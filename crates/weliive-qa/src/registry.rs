// SPDX-FileCopyrightText: 2026 Weliive Contributors
// SPDX-License-Identifier: MIT OR Apache-2.0

//! Ordered store of Q&A items.
//!
//! Items move `pending -> acknowledged -> answered`, or straight from
//! `pending` to `answered`. Unknown ids are not errors: id-keyed operations
//! return `false` or `None`. Every change is published on a broadcast
//! channel; having no subscriber is fine.

use std::sync::{PoisonError, RwLock, RwLockReadGuard, RwLockWriteGuard};

use chrono::Utc;
use tokio::sync::broadcast;
use tracing::{debug, warn};
use weliive_config::model::{AnswerSelection, QaConfig};
use weliive_core::{QaId, QaItem, QaStatus};

use crate::responses::{AnswerPicker, SAMPLE_QA};

const EVENT_CAPACITY: usize = 64;

/// Change notification for the Q&A panel. Carries the item after the change.
#[derive(Debug, Clone, PartialEq)]
pub enum QaEvent {
    Added(QaItem),
    Acknowledged(QaItem),
    Answered(QaItem),
}

impl QaEvent {
    pub fn item(&self) -> &QaItem {
        match self {
            QaEvent::Added(item) | QaEvent::Acknowledged(item) | QaEvent::Answered(item) => item,
        }
    }
}

pub struct QaRegistry {
    items: RwLock<Vec<QaItem>>,
    picker: AnswerPicker,
    events: broadcast::Sender<QaEvent>,
}

impl QaRegistry {
    /// Empty registry with round-robin auto answers.
    pub fn new() -> Self {
        Self::with_selection(AnswerSelection::default())
    }

    pub fn with_selection(selection: AnswerSelection) -> Self {
        let (events, _) = broadcast::channel(EVENT_CAPACITY);
        Self {
            items: RwLock::new(Vec::new()),
            picker: AnswerPicker::new(selection),
            events,
        }
    }

    /// Registry seeded with the three answered sample questions.
    pub fn with_sample_data() -> Self {
        let registry = Self::new();
        registry.seed_samples();
        registry
    }

    /// Build from the `[qa]` config section, seeding samples if enabled.
    pub fn from_config(config: &QaConfig) -> Self {
        let registry = Self::with_selection(config.answer_selection);
        if config.seed_samples {
            registry.seed_samples();
        }
        registry
    }

    fn seed_samples(&self) {
        for (question, answer) in SAMPLE_QA {
            self.add_qa(question, answer);
        }
    }

    /// Add an unanswered question.
    pub fn add_question(&self, question: &str) -> QaItem {
        self.insert(question, None)
    }

    /// Add a question together with its answer. A blank answer yields a
    /// pending item.
    pub fn add_qa(&self, question: &str, answer: &str) -> QaItem {
        let answer = answer.trim();
        if answer.is_empty() {
            warn!("blank answer in add_qa, item stays pending");
            return self.insert(question, None);
        }
        self.insert(question, Some(answer.to_string()))
    }

    fn insert(&self, question: &str, answer: Option<String>) -> QaItem {
        let status = if answer.is_some() {
            QaStatus::Answered
        } else {
            QaStatus::Pending
        };
        let item = QaItem {
            id: QaId::generate(),
            question: question.trim().to_string(),
            answer,
            acknowledgment: None,
            timestamp: Utc::now(),
            status,
        };
        self.write().push(item.clone());
        debug!(id = %item.id, %status, "qa item added");
        self.publish(QaEvent::Added(item.clone()));
        item
    }

    /// Attach an interim acknowledgment. An already answered item keeps its
    /// answer and status; only the acknowledgment text changes.
    pub fn add_acknowledgment(&self, id: &QaId, text: &str) -> bool {
        let text = text.trim();
        if text.is_empty() {
            return false;
        }
        let updated = self.update(id, |item| {
            item.acknowledgment = Some(text.to_string());
            if item.status != QaStatus::Answered {
                item.status = QaStatus::Acknowledged;
            }
        });
        match updated {
            Some(item) => {
                debug!(%id, status = %item.status, "qa item acknowledged");
                self.publish(QaEvent::Acknowledged(item));
                true
            }
            None => false,
        }
    }

    /// Attach an answer and mark the item answered.
    pub fn add_answer(&self, id: &QaId, text: &str) -> bool {
        let text = text.trim();
        if text.is_empty() {
            return false;
        }
        let updated = self.update(id, |item| {
            item.answer = Some(text.to_string());
            item.status = QaStatus::Answered;
        });
        match updated {
            Some(item) => {
                debug!(%id, "qa item answered");
                self.publish(QaEvent::Answered(item));
                true
            }
            None => false,
        }
    }

    /// Answer `id` with one of the canned answers and return the text used.
    pub fn generate_auto_answer(&self, id: &QaId) -> Option<String> {
        if self.get(id).is_none() {
            return None;
        }
        let answer = self.picker.pick();
        self.add_answer(id, answer).then(|| answer.to_string())
    }

    /// Snapshot of all items in insertion order.
    pub fn all(&self) -> Vec<QaItem> {
        self.read().clone()
    }

    pub fn get(&self, id: &QaId) -> Option<QaItem> {
        self.read().iter().find(|item| &item.id == id).cloned()
    }

    pub fn len(&self) -> usize {
        self.read().len()
    }

    pub fn is_empty(&self) -> bool {
        self.read().is_empty()
    }

    /// Receive every future change.
    pub fn subscribe(&self) -> broadcast::Receiver<QaEvent> {
        self.events.subscribe()
    }

    fn update(&self, id: &QaId, apply: impl FnOnce(&mut QaItem)) -> Option<QaItem> {
        let mut items = self.write();
        let item = items.iter_mut().find(|item| &item.id == id)?;
        apply(item);
        Some(item.clone())
    }

    fn publish(&self, event: QaEvent) {
        // Err only means nobody is listening.
        let _ = self.events.send(event);
    }

    fn read(&self) -> RwLockReadGuard<'_, Vec<QaItem>> {
        self.items.read().unwrap_or_else(PoisonError::into_inner)
    }

    fn write(&self) -> RwLockWriteGuard<'_, Vec<QaItem>> {
        self.items.write().unwrap_or_else(PoisonError::into_inner)
    }
}

impl Default for QaRegistry {
    fn default() -> Self {
        Self::new()
    }
}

────

#### [WORK ITEM]
Reproduce, exactly and without additions, the run of lines from the start of the listing above to the line bearing "or straight from", inclusive.

#### [PROBLEM SOLUTION]
filename crates/weliive-qa/src/registry.rs
// SPDX-FileCopyrightText: 2026 Weliive Contributors
// SPDX-License-Identifier: MIT OR Apache-2.0

//! Ordered store of Q&A items.
//!
//! Items move `pending -> acknowledged -> answered`, or straight from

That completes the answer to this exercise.